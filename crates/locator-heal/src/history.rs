//! Healing history
//!
//! Remembers which replacement locators were accepted or rejected for a
//! `(locator, url)` pair so a later failure of the same locator can be
//! answered without running the pipeline, and so rejected locators are not
//! proposed again.

use std::collections::{BTreeSet, HashMap};
use std::sync::Arc;

use chrono::Utc;
use dom_snapshot::Snapshot;
use parking_lot::RwLock;
use serde::{Deserialize, Serialize};
use tracing::debug;

use crate::healer::SelfHealer;
use crate::types::HealingResult;

pub trait HealingHistory: Send + Sync {
    /// Accepted results for this pair, most recent first.
    fn lookup(&self, locator: &str, url: &str) -> Vec<HealingResult>;

    fn record_accepted(&self, locator: &str, url: &str, result: HealingResult);

    fn record_rejected(&self, locator: &str, url: &str, selector: &str);

    fn is_rejected(&self, locator: &str, url: &str, selector: &str) -> bool;
}

#[derive(Debug, Clone, PartialEq, Eq, Hash, Serialize, Deserialize)]
pub struct HistoryKey {
    pub locator: String,
    pub url: String,
}

impl HistoryKey {
    pub fn new(locator: &str, url: &str) -> Self {
        Self {
            locator: locator.to_string(),
            url: url.to_string(),
        }
    }
}

#[derive(Debug, Clone, PartialEq, Serialize, Deserialize)]
pub struct AcceptedHealing {
    pub result: HealingResult,
    /// Epoch milliseconds
    pub recorded_at: i64,
}

#[derive(Debug, Clone, Default, PartialEq, Serialize, Deserialize)]
pub struct HistoryEntry {
    #[serde(default)]
    pub accepted: Vec<AcceptedHealing>,
    #[serde(default)]
    pub rejected: BTreeSet<String>,
    pub updated_at: i64,
}

/// Flat form used to persist the history.
#[derive(Debug, Clone, PartialEq, Serialize, Deserialize)]
pub struct HistoryRecord {
    #[serde(flatten)]
    pub key: HistoryKey,
    #[serde(flatten)]
    pub entry: HistoryEntry,
}

#[derive(Debug, Default)]
pub struct InMemoryHealingHistory {
    entries: RwLock<HashMap<HistoryKey, HistoryEntry>>,
}

impl InMemoryHealingHistory {
    pub fn new() -> Self {
        Self::default()
    }

    pub fn from_records(records: Vec<HistoryRecord>) -> Self {
        let entries = records
            .into_iter()
            .map(|record| (record.key, record.entry))
            .collect();
        Self {
            entries: RwLock::new(entries),
        }
    }

    /// Sorted by url then locator, for stable output.
    pub fn records(&self) -> Vec<HistoryRecord> {
        let mut records: Vec<HistoryRecord> = self
            .entries
            .read()
            .iter()
            .map(|(key, entry)| HistoryRecord {
                key: key.clone(),
                entry: entry.clone(),
            })
            .collect();
        records.sort_by(|a, b| {
            (a.key.url.as_str(), a.key.locator.as_str())
                .cmp(&(b.key.url.as_str(), b.key.locator.as_str()))
        });
        records
    }

    pub fn len(&self) -> usize {
        self.entries.read().len()
    }

    pub fn is_empty(&self) -> bool {
        self.entries.read().is_empty()
    }
}

impl HealingHistory for InMemoryHealingHistory {
    fn lookup(&self, locator: &str, url: &str) -> Vec<HealingResult> {
        let guard = self.entries.read();
        let Some(entry) = guard.get(&HistoryKey::new(locator, url)) else {
            return Vec::new();
        };
        entry
            .accepted
            .iter()
            .rev()
            .filter(|accepted| !entry.rejected.contains(&accepted.result.selector))
            .map(|accepted| accepted.result.clone())
            .collect()
    }

    fn record_accepted(&self, locator: &str, url: &str, result: HealingResult) {
        let now = Utc::now().timestamp_millis();
        let mut guard = self.entries.write();
        let entry = guard.entry(HistoryKey::new(locator, url)).or_default();
        entry.rejected.remove(&result.selector);
        entry
            .accepted
            .retain(|accepted| accepted.result.selector != result.selector);
        entry.accepted.push(AcceptedHealing {
            result,
            recorded_at: now,
        });
        entry.updated_at = now;
    }

    fn record_rejected(&self, locator: &str, url: &str, selector: &str) {
        let now = Utc::now().timestamp_millis();
        let mut guard = self.entries.write();
        let entry = guard.entry(HistoryKey::new(locator, url)).or_default();
        entry
            .accepted
            .retain(|accepted| accepted.result.selector != selector);
        entry.rejected.insert(selector.to_string());
        entry.updated_at = now;
    }

    fn is_rejected(&self, locator: &str, url: &str, selector: &str) -> bool {
        self.entries
            .read()
            .get(&HistoryKey::new(locator, url))
            .map_or(false, |entry| entry.rejected.contains(selector))
    }
}

/// Consults the history before healing and hides rejected locators after.
pub struct HistoryAwareHealer {
    inner: Arc<dyn SelfHealer>,
    history: Arc<dyn HealingHistory>,
}

impl HistoryAwareHealer {
    pub fn new(inner: Arc<dyn SelfHealer>, history: Arc<dyn HealingHistory>) -> Self {
        Self { inner, history }
    }

    pub fn history(&self) -> &Arc<dyn HealingHistory> {
        &self.history
    }
}

impl SelfHealer for HistoryAwareHealer {
    fn heal(
        &self,
        original_locator: &str,
        baseline: &Snapshot,
        current: &Snapshot,
    ) -> Vec<HealingResult> {
        let remembered = self.history.lookup(original_locator, &current.url);
        if !remembered.is_empty() {
            debug!(
                locator = original_locator,
                url = %current.url,
                count = remembered.len(),
                "answering from healing history"
            );
            return remembered;
        }

        self.inner
            .heal(original_locator, baseline, current)
            .into_iter()
            .filter(|result| {
                !self
                    .history
                    .is_rejected(original_locator, &current.url, &result.selector)
            })
            .collect()
    }
}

▸ WHAT YOU WILL DO
Each of the records above is to be reproduced word for word.

▸ ANSWER BOX
filename crates/locator-heal/src/history.rs
//! Healing history
//!
//! Remembers which replacement locators were accepted or rejected for a
//! `(locator, url)` pair so a later failure of the same locator can be
//! answered without running the pipeline, and so rejected locators are not
//! proposed again.

use std::collections::{BTreeSet, HashMap};
use std::sync::Arc;

use chrono::Utc;
use dom_snapshot::Snapshot;
use parking_lot::RwLock;
use serde::{Deserialize, Serialize};
use tracing::debug;

use crate::healer::SelfHealer;
use crate::types::HealingResult;

pub trait HealingHistory: Send + Sync {
    /// Accepted results for this pair, most recent first.
    fn lookup(&self, locator: &str, url: &str) -> Vec<HealingResult>;

    fn record_accepted(&self, locator: &str, url: &str, result: HealingResult);

    fn record_rejected(&self, locator: &str, url: &str, selector: &str);

    fn is_rejected(&self, locator: &str, url: &str, selector: &str) -> bool;
}

#[derive(Debug, Clone, PartialEq, Eq, Hash, Serialize, Deserialize)]
pub struct HistoryKey {
    pub locator: String,
    pub url: String,
}

impl HistoryKey {
    pub fn new(locator: &str, url: &str) -> Self {
        Self {
            locator: locator.to_string(),
            url: url.to_string(),
        }
    }
}

#[derive(Debug, Clone, PartialEq, Serialize, Deserialize)]
pub struct AcceptedHealing {
    pub result: HealingResult,
    /// Epoch milliseconds
    pub recorded_at: i64,
}

#[derive(Debug, Clone, Default, PartialEq, Serialize, Deserialize)]
pub struct HistoryEntry {
    #[serde(default)]
    pub accepted: Vec<AcceptedHealing>,
    #[serde(default)]
    pub rejected: BTreeSet<String>,
    pub updated_at: i64,
}

/// Flat form used to persist the history.
#[derive(Debug, Clone, PartialEq, Serialize, Deserialize)]
pub struct HistoryRecord {
    #[serde(flatten)]
    pub key: HistoryKey,
    #[serde(flatten)]
    pub entry: HistoryEntry,
}

#[derive(Debug, Default)]
pub struct InMemoryHealingHistory {
    entries: RwLock<HashMap<HistoryKey, HistoryEntry>>,
}

impl InMemoryHealingHistory {
    pub fn new() -> Self {
        Self::default()
    }

    pub fn from_records(records: Vec<HistoryRecord>) -> Self {
        let entries = records
            .into_iter()
            .map(|record| (record.key, record.entry))
            .collect();
        Self {
            entries: RwLock::new(entries),
        }
    }

    /// Sorted by url then locator, for stable output.
    pub fn records(&self) -> Vec<HistoryRecord> {
        let mut records: Vec<HistoryRecord> = self
            .entries
            .read()
            .iter()
            .map(|(key, entry)| HistoryRecord {
                key: key.clone(),
                entry: entry.clone(),
            })
            .collect();
        records.sort_by(|a, b| {
            (a.key.url.as_str(), a.key.locator.as_str())
                .cmp(&(b.key.url.as_str(), b.key.locator.as_str()))
        });
        records
    }

    pub fn len(&self) -> usize {
        self.entries.read().len()
    }

    pub fn is_empty(&self) -> bool {
        self.entries.read().is_empty()
    }
}

impl HealingHistory for InMemoryHealingHistory {
    fn lookup(&self, locator: &str, url: &str) -> Vec<HealingResult> {
        let guard = self.entries.read();
        let Some(entry) = guard.get(&HistoryKey::new(locator, url)) else {
            return Vec::new();
        };
        entry
            .accepted
            .iter()
            .rev()
            .filter(|accepted| !entry.rejected.contains(&accepted.result.selector))
            .map(|accepted| accepted.result.clone())
            .collect()
    }

    fn record_accepted(&self, locator: &str, url: &str, result: HealingResult) {
        let now = Utc::now().timestamp_millis();
        let mut guard = self.entries.write();
        let entry = guard.entry(HistoryKey::new(locator, url)).or_default();
        entry.rejected.remove(&result.selector);
        entry
            .accepted
            .retain(|accepted| accepted.result.selector != result.selector);
        entry.accepted.push(AcceptedHealing {
            result,
            recorded_at: now,
        });
        entry.updated_at = now;
    }

    fn record_rejected(&self, locator: &str, url: &str, selector: &str) {
        let now = Utc::now().timestamp_millis();
        let mut guard = self.entries.write();
        let entry = guard.entry(HistoryKey::new(locator, url)).or_default();
        entry
            .accepted
            .retain(|accepted| accepted.result.selector != selector);
        entry.rejected.insert(selector.to_string());
        entry.updated_at = now;
    }

    fn is_rejected(&self, locator: &str, url: &str, selector: &str) -> bool {
        self.entries
            .read()
            .get(&HistoryKey::new(locator, url))
            .map_or(false, |entry| entry.rejected.contains(selector))
    }
}

/// Consults the history before healing and hides rejected locators after.
pub struct HistoryAwareHealer {
    inner: Arc<dyn SelfHealer>,
    history: Arc<dyn HealingHistory>,
}

impl HistoryAwareHealer {
    pub fn new(inner: Arc<dyn SelfHealer>, history: Arc<dyn HealingHistory>) -> Self {
        Self { inner, history }
    }

    pub fn history(&self) -> &Arc<dyn HealingHistory> {
        &self.history
    }
}

impl SelfHealer for HistoryAwareHealer {
    fn heal(
        &self,
        original_locator: &str,
        baseline: &Snapshot,
        current: &Snapshot,
    ) -> Vec<HealingResult> {
        let remembered = self.history.lookup(original_locator, &current.url);
        if !remembered.is_empty() {
            debug!(
                locator = original_locator,
                url = %current.url,
                count = remembered.len(),
                "answering from healing history"
            );
            return remembered;
        }

        self.inner
            .heal(original_locator, baseline, current)
            .into_iter()
            .filter(|result| {
                !self
                    .history
                    .is_rejected(original_locator, &current.url, &result.selector)
            })
            .collect()
    }
}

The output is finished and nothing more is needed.